**EXERCISE:**
Scan the entries below. Return every line that includes "false".

**INFORMATION SUPPLIED:**
//! XML codec for the multipart part-list bodies the proxy rewrites.
//!
//! Two shapes matter: the client's `CompleteMultipartUpload` request body
//! (parsed, validated, and re-serialized sorted) and the backend's
//! `InitiateMultipartUploadResult` response (only `<UploadId>` is needed).
//! Everything else on the multipart path streams through untouched.

use std::fmt::Write as _;

use quick_xml::Reader;
use quick_xml::events::Event;

use crate::multipart::{MultipartError, SubmittedPart};

/// Parse the part list from a `CompleteMultipartUpload` request body.
///
/// Accepts parts in any document order; only `<PartNumber>` and `<ETag>`
/// inside each `<Part>` are read.
///
/// # Errors
///
/// [`MultipartError::MalformedPartList`] for unparsable XML, a part missing
/// either field, or an empty part list.
pub fn parse_complete_request(xml: &str) -> Result<Vec<SubmittedPart>, MultipartError> {
    let mut reader = Reader::from_str(xml);
    reader.config_mut().trim_text(true);

    let mut parts = Vec::new();
    let mut in_part = false;
    let mut current_tag: Option<Vec<u8>> = None;
    let mut part_number: Option<u32> = None;
    let mut etag: Option<String> = None;

    loop {
        match reader.read_event() {
            Ok(Event::Start(e)) => {
                let name = e.name().as_ref().to_vec();
                if name == b"Part" {
                    in_part = true;
                    part_number = None;
                    etag = None;
                } else if in_part {
                    current_tag = Some(name);
                }
            }
            Ok(Event::Text(t)) => {
                if let Some(tag) = &current_tag {
                    let text = t
                        .unescape()
                        .map_err(|e| MultipartError::MalformedPartList(e.to_string()))?;
                    match tag.as_slice() {
                        b"PartNumber" => {
                            part_number = Some(text.trim().parse().map_err(|_| {
                                MultipartError::MalformedPartList(format!(
                                    "invalid part number: {text}"
                                ))
                            })?);
                        }
                        b"ETag" => etag = Some(text.into_owned()),
                        _ => {}
                    }
                }
            }
            Ok(Event::End(e)) => {
                if e.name().as_ref() == b"Part" {
                    let number = part_number.take().ok_or_else(|| {
                        MultipartError::MalformedPartList("part without PartNumber".to_owned())
                    })?;
                    let etag = etag.take().ok_or_else(|| {
                        MultipartError::MalformedPartList("part without ETag".to_owned())
                    })?;
                    parts.push(SubmittedPart {
                        part_number: number,
                        etag,
                    });
                    in_part = false;
                }
                current_tag = None;
            }
            Ok(Event::Eof) => break,
            Ok(_) => {}
            Err(e) => return Err(MultipartError::MalformedPartList(e.to_string())),
        }
    }

    if parts.is_empty() {
        return Err(MultipartError::MalformedPartList(
            "no parts in completion request".to_owned(),
        ));
    }

    Ok(parts)
}

/// Serialize a (sorted) part list as the backend-facing
/// `CompleteMultipartUpload` request body.
#[must_use]
pub fn render_complete_request(parts: &[SubmittedPart]) -> String {
    let mut xml = String::from(
        r#"<CompleteMultipartUpload xmlns="http://s3.amazonaws.com/doc/2006-03-01/">"#,
    );
    for part in parts {
        let _ = write!(
            xml,
            "<Part><PartNumber>{}</PartNumber><ETag>{}</ETag></Part>",
            part.part_number,
            escape_text(&part.etag),
        );
    }
    xml.push_str("</CompleteMultipartUpload>");
    xml
}

/// Extract `<UploadId>` from an `InitiateMultipartUploadResult` body.
///
/// # Errors
///
/// [`MultipartError::MalformedPartList`] when the element is absent or the
/// XML cannot be parsed.
pub fn parse_upload_id(xml: &str) -> Result<String, MultipartError> {
    let mut reader = Reader::from_str(xml);
    reader.config_mut().trim_text(true);

    let mut in_upload_id = false;
    loop {
        match reader.read_event() {
            Ok(Event::Start(e)) => {
                in_upload_id = e.name().as_ref() == b"UploadId";
            }
            Ok(Event::Text(t)) if in_upload_id => {
                let text = t
                    .unescape()
                    .map_err(|e| MultipartError::MalformedPartList(e.to_string()))?;
                return Ok(text.into_owned());
            }
            Ok(Event::End(_)) => in_upload_id = false,
            Ok(Event::Eof) => break,
            Ok(_) => {}
            Err(e) => return Err(MultipartError::MalformedPartList(e.to_string())),
        }
    }

    Err(MultipartError::MalformedPartList(
        "response carried no UploadId".to_owned(),
    ))
}

/// Escape the XML text special characters.
fn escape_text(s: &str) -> String {
    s.replace('&', "&amp;").replace('<', "&lt;").replace('>', "&gt;")
}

**RESULT:**
    let mut in_part = false;
                    in_part = false;
    let mut in_upload_id = false;
            Ok(Event::End(_)) => in_upload_id = false,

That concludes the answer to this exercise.